* [Problem]:
Copy, from the material below, each line where "parameter" shows up.

* [Raw data]:
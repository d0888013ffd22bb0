//! Offline note rendering to WAV.

use std::path::Path;

use color_eyre::eyre::{eyre, Result as EyreResult, WrapErr};
use tracker_voice::{synth::Context, MAX_BLOCK_SIZE};

pub struct RenderOptions {
    pub note: u8,
    pub velocity: u8,
    pub hold: f32,
    pub tail: f32,
    pub sample_rate: u32,
}

/// Plays one note through a fresh [`Context`] and returns the interleaved
/// stereo frames.
pub fn render_note(blob: &[u8], options: &RenderOptions) -> EyreResult<Vec<f32>> {
    let mut ctx = Context::new(options.sample_rate).wrap_err("invalid sample rate")?;
    let voice = ctx
        .create_voice()
        .ok_or_else(|| eyre!("no free voice in a new context"))?;
    ctx.load_instrument(voice, blob)
        .wrap_err("failed to load instrument")?;

    let seconds_to_frames = |secs: f32| (secs.max(0.0) * options.sample_rate as f32) as usize;
    let hold_frames = seconds_to_frames(options.hold);
    let total_frames = hold_frames + seconds_to_frames(options.tail);

    let mut left = vec![0.0f32; MAX_BLOCK_SIZE];
    let mut right = vec![0.0f32; MAX_BLOCK_SIZE];
    let mut out = Vec::with_capacity(total_frames * 2);

    ctx.note_on(voice, options.note, options.velocity);
    if hold_frames == 0 {
        ctx.note_off(voice);
    }
    let mut rendered = 0;
    while rendered < total_frames {
        // Split blocks so note-off lands on the exact frame.
        let limit = if rendered < hold_frames {
            hold_frames
        } else {
            total_frames
        };
        let frames = (limit - rendered).min(MAX_BLOCK_SIZE);
        ctx.render(voice, &mut left[..frames], &mut right[..frames]);
        for (&l, &r) in left[..frames].iter().zip(&right[..frames]) {
            out.push(l);
            out.push(r);
        }
        rendered += frames;
        if rendered == hold_frames {
            ctx.note_off(voice);
        }
    }
    Ok(out)
}

pub fn render_to_wav(blob: &[u8], options: &RenderOptions, path: &Path) -> EyreResult<()> {
    let frames = render_note(blob, options)?;

    let spec = hound::WavSpec {
        channels: 2,
        sample_rate: options.sample_rate,
        bits_per_sample: 32,
        sample_format: hound::SampleFormat::Float,
    };
    let mut writer = hound::WavWriter::create(path, spec)
        .wrap_err_with(|| format!("failed to create {}", path.display()))?;
    for &sample in &frames {
        writer
            .write_sample(sample)
            .wrap_err("failed to write sample")?;
    }
    writer.finalize().wrap_err("failed to finalize WAV file")?;

    log::info!(
        "wrote {} frames at {} Hz to {}",
        frames.len() / 2,
        options.sample_rate,
        path.display()
    );
    Ok(())
}
//! Error types for instrument parsing and voice management.

use thiserror::Error;

use crate::instrument::InstrumentKind;

/// Status code for a successful call.
pub const STATUS_OK: i32 = 0;
/// Status code for an unknown voice handle or a null pointer.
pub const STATUS_BAD_HANDLE: i32 = -1;
/// Status code for a blob shorter than its header or declared sample data.
pub const STATUS_TOO_SHORT: i32 = -2;
/// Status code for an unrecognised instrument header.
pub const STATUS_INVALID_HEADER: i32 = -3;
/// Status code for a failed or refused sample allocation.
pub const STATUS_ALLOCATION_FAILED: i32 = -4;

/// Errors raised while decoding an instrument blob.
#[derive(Debug, Clone, PartialEq, Eq, Error)]
pub enum ParseError {
    #[error("instrument blob is empty")]
    Empty,

    #[error("unknown instrument kind {0}")]
    UnknownKind(u8),

    #[error("{kind:?} header needs {expected} bytes, blob has {actual}")]
    TooShortForHeader {
        kind: InstrumentKind,
        expected: usize,
        actual: usize,
    },

    #[error("sample declares {declared} bytes but only {available} follow the header")]
    TooShortForSampleData { declared: usize, available: usize },

    #[error("sample length {declared} exceeds the {limit} byte limit")]
    SampleTooLarge { declared: usize, limit: usize },

    #[error("could not allocate {requested} bytes of sample data")]
    AllocationFailed { requested: usize },
}

impl ParseError {
    pub fn status_code(&self) -> i32 {
        match self {
            ParseError::Empty
            | ParseError::TooShortForHeader { .. }
            | ParseError::TooShortForSampleData { .. } => STATUS_TOO_SHORT,
            ParseError::UnknownKind(_) => STATUS_INVALID_HEADER,
            ParseError::SampleTooLarge { .. } | ParseError::AllocationFailed { .. } => {
                STATUS_ALLOCATION_FAILED
            }
        }
    }
}

/// Errors raised by [`Context::load_instrument`](crate::synth::Context::load_instrument).
#[derive(Debug, Clone, PartialEq, Eq, Error)]
pub enum LoadError {
    #[error("voice handle does not refer to an allocated voice")]
    BadHandle,

    #[error(transparent)]
    Parse(#[from] ParseError),
}

impl LoadError {
    /// Numeric status as reported across the C ABI.
    pub fn status_code(&self) -> i32 {
        match self {
            LoadError::BadHandle => STATUS_BAD_HANDLE,
            LoadError::Parse(err) => err.status_code(),
        }
    }
}

/// Errors raised when creating a [`Context`](crate::synth::Context).
#[derive(Debug, Clone, Copy, PartialEq, Eq, Error)]
pub enum ContextError {
    #[error("sample rate must be at least 50 Hz, got {0}")]
    InvalidSampleRate(u32),
}

/// A parameter id that no [`ParamId`](crate::synth::ParamId) matches.
#[derive(Debug, Clone, Copy, PartialEq, Eq, Error)]
#[error("unknown parameter id {0}")]
pub struct UnknownParam(pub u32);

#[cfg(test)]
mod tests {
    use super::*;

    #[test]
    fn status_codes_follow_error_class() {
        assert_eq!(LoadError::BadHandle.status_code(), -1);
        assert_eq!(LoadError::from(ParseError::Empty).status_code(), -2);
        assert_eq!(
            LoadError::from(ParseError::TooShortForSampleData {
                declared: 100,
                available: 2
            })
            .status_code(),
            -2
        );
        assert_eq!(LoadError::from(ParseError::UnknownKind(9)).status_code(), -3);
        assert_eq!(
            LoadError::from(ParseError::SampleTooLarge {
                declared: 2 << 20,
                limit: 1 << 20
            })
            .status_code(),
            -4
        );
    }

    #[test]
    fn display_names_the_problem() {
        let err = ParseError::TooShortForHeader {
            kind: InstrumentKind::PcmSample,
            expected: 16,
            actual: 2,
        };
        assert_eq!(err.to_string(), "PcmSample header needs 16 bytes, blob has 2");
        assert_eq!(
            ContextError::InvalidSampleRate(0).to_string(),
            "sample rate must be at least 50 Hz, got 0"
        );
    }
}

* [Answer area]:
/// A parameter id that no [`ParamId`](crate::synth::ParamId) matches.
#[error("unknown parameter id {0}")]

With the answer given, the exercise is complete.